I need think only of the substance-abuse group I attended for a time in western Colorado. On most days, our facilitator was a kind, even-tempered, open-minded woman, and the group discussions went well and had honesty and emotional resonance to them. But one day when she couldn’t make it, we had a substitute, your archetypal unkempt “recovery professional” replete with a silly little ponytail, neon-green fleece jacket, and the sense of humor of a cinder-block wall. For a good hour and change he hurled abuse at us, telling us we needed to “man up” and “accept responsibility” for what had happened, etc., etc.—basically, he treated us like subhumans. Now consider this: when you break your leg and go to your doctor seeking help, he doesn’t berate you for whatever caused the break, be it a fall off a ladder, skiing, or a slip on an icy sidewalk. So why should it be any different with addiction/withdrawal? Clearly an error was made, in judgment, in thinking, in how you dealt with your problems, because your first instinct was to reach outside yourself for a destructive fix. But now here you are seeking help, only to be belittled for it, despite having acknowledged (or at least started to acknowledge) your initial error—what the hell?

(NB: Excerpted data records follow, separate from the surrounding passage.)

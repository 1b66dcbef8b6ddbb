//! Community lore posts.

mod repository;

pub use repository::*;

use chrono::{DateTime, Utc};
use serde::{Deserialize, Serialize};
use uuid::Uuid;

use crate::ownership::Owned;

#[derive(
    Clone, Copy, Debug, Default, PartialEq, Eq, Serialize, Deserialize, sqlx::Type,
)]
#[sqlx(type_name = "lore_type")]
pub enum LoreType {
    #[default]
    Historical,
    Cultural,
    Folklore,
}

impl std::str::FromStr for LoreType {
    type Err = ();

    fn from_str(s: &str) -> Result<Self, Self::Err> {
        match s {
            "Historical" => Ok(Self::Historical),
            "Cultural" => Ok(Self::Cultural),
            "Folklore" => Ok(Self::Folklore),
            _ => Err(()),
        }
    }
}

/// Lore as saved on database.
#[derive(
    Clone, Debug, Default, PartialEq, Serialize, Deserialize, sqlx::FromRow,
)]
#[serde(rename_all = "camelCase")]
pub struct Lore {
    pub id: Uuid,
    pub title: String,
    pub location: String,
    #[serde(rename = "type")]
    #[sqlx(rename = "type")]
    pub kind: LoreType,
    pub content: String,
    pub image: String,
    pub user_id: Uuid,
    pub created_at: DateTime<Utc>,
    pub updated_at: DateTime<Utc>,
}

impl Owned for Lore {
    const KIND: &'static str = "Lore";

    fn owner_id(&self) -> Uuid {
        self.user_id
    }
}

impl Lore {
    /// Whether title, location or content contains `term`, ignoring case.
    pub fn matches(&self, term: &str) -> bool {
        let term = term.to_lowercase();
        [&self.title, &self.location, &self.content]
            .iter()
            .any(|field| field.to_lowercase().contains(&term))
    }
}

/// Author of a [`Lore`].
#[derive(Clone, Debug, Default, PartialEq, Serialize, Deserialize)]
pub struct Creator {
    pub username: String,
}

/// A [`Lore`] with its creator.
#[derive(Clone, Debug, PartialEq, Serialize)]
pub struct LoreView {
    #[serde(flatten)]
    pub lore: Lore,
    pub creator: Creator,
}
//! database (db) union structure.

pub mod memory;

use std::sync::Arc;

use axum::extract::FromRef;
use sqlx::PgPool;
use sqlx::postgres::PgPoolOptions;

use crate::AppState;
use crate::config::Postgres;
use crate::journal::{JournalRepository, PgJournalRepository};
use crate::lore::{LoreRepository, PgLoreRepository};
use crate::postcard::{PgPostcardRepository, PostcardRepository};
use crate::user::{PgUserRepository, UserRepository};

pub const DEFAULT_CREDENTIALS: &str = "postgres";
pub const DEFAULT_DATABASE_NAME: &str = "wanderlog";
pub const DEFAULT_POOL_SIZE: u32 = 10;

/// Custom db structure to pass to Axum.
#[derive(Clone)]
pub struct Database {
    pub users: Arc<dyn UserRepository>,
    pub journals: Arc<dyn JournalRepository>,
    pub postcards: Arc<dyn PostcardRepository>,
    pub lores: Arc<dyn LoreRepository>,
}

impl Database {
    /// Init database connections and run pending migrations.
    pub async fn new(
        config: &Postgres,
    ) -> Result<Self, Box<dyn std::error::Error + Send + Sync>> {
        let username = config.username.as_deref().unwrap_or(DEFAULT_CREDENTIALS);
        let password = config.password.as_deref().unwrap_or(DEFAULT_CREDENTIALS);
        let db = config.database.as_deref().unwrap_or(DEFAULT_DATABASE_NAME);
        let hostname = &config.address;

        let addr = format!("postgres://{username}:{password}@{hostname}/{db}");
        let pool = PgPoolOptions::new()
            .max_connections(config.pool_size.unwrap_or(DEFAULT_POOL_SIZE));
        let postgres = pool.connect(&addr).await?;

        tracing::info!(%hostname, %db, "postgres connected");

        // execute migrations scripts on start.
        sqlx::migrate!().run(&postgres).await?;

        Ok(Self::postgres(postgres))
    }

    /// Repositories backed by PostgreSQL.
    pub fn postgres(pool: PgPool) -> Self {
        Self {
            users: Arc::new(PgUserRepository::new(pool.clone())),
            journals: Arc::new(PgJournalRepository::new(pool.clone())),
            postcards: Arc::new(PgPostcardRepository::new(pool.clone())),
            lores: Arc::new(PgLoreRepository::new(pool)),
        }
    }

    /// Repositories kept in process memory. Lost on restart.
    pub fn memory() -> Self {
        let store = Arc::new(memory::MemoryStore::default());

        Self {
            users: store.clone(),
            journals: store.clone(),
            postcards: store.clone(),
            lores: store,
        }
    }
}

impl FromRef<AppState> for Database {
    fn from_ref(app_state: &AppState) -> Database {
        app_state.db.clone()
    }
}

/// Build an `ILIKE` pattern matching `term` anywhere, with `\` as escape.
pub fn like_pattern(term: &str) -> String {
    let mut pattern = String::with_capacity(term.len() + 2);
    pattern.push('%');
    for c in term.chars() {
        if matches!(c, '%' | '_' | '\\') {
            pattern.push('\\');
        }
        pattern.push(c);
    }
    pattern.push('%');
    pattern
}

#[cfg(test)]
mod tests {
    use super::*;

    #[test]
    fn test_like_pattern() {
        assert_eq!(like_pattern("paris"), "%paris%");
        assert_eq!(like_pattern("100%_off"), "%100\\%\\_off%");
        assert_eq!(like_pattern("a\\b"), "%a\\\\b%");
        assert_eq!(like_pattern(""), "%%");
    }
}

In the fragile state one finds oneself in while trying to get off psych meds, even if there have been some concurrent substance-abuse issues, such damning energy from others causes psychic harm and impairs recovery. I’ve also seen some of this in the survivor/recovery movement, too: “Oh, you abused your benzos? I just took them as prescribed, so I’m not sure what to tell you…”
Again, as if on a neuronal level your brain cared from where and how the chemicals were introduced. Again, as if “addicts” were somehow worse than anyone else—never mind that American society has a huge blind spot for those addicted to power, money, fame, and digital-age distractions; and never mind that “addicts” are certainly not the only people in the history of the human race who have harmed others, deliberately or not.
Your focus in the withdrawal state should be on your recovery, and not on who’s to blame for your reaching this point. This power lies completely in your hands; the answer lies completely within you. As to other people, if they can’t be supportive and take your story at face value, then they are more hindrance than help and you might consider exorcizing them from your life so you can focus on getting better.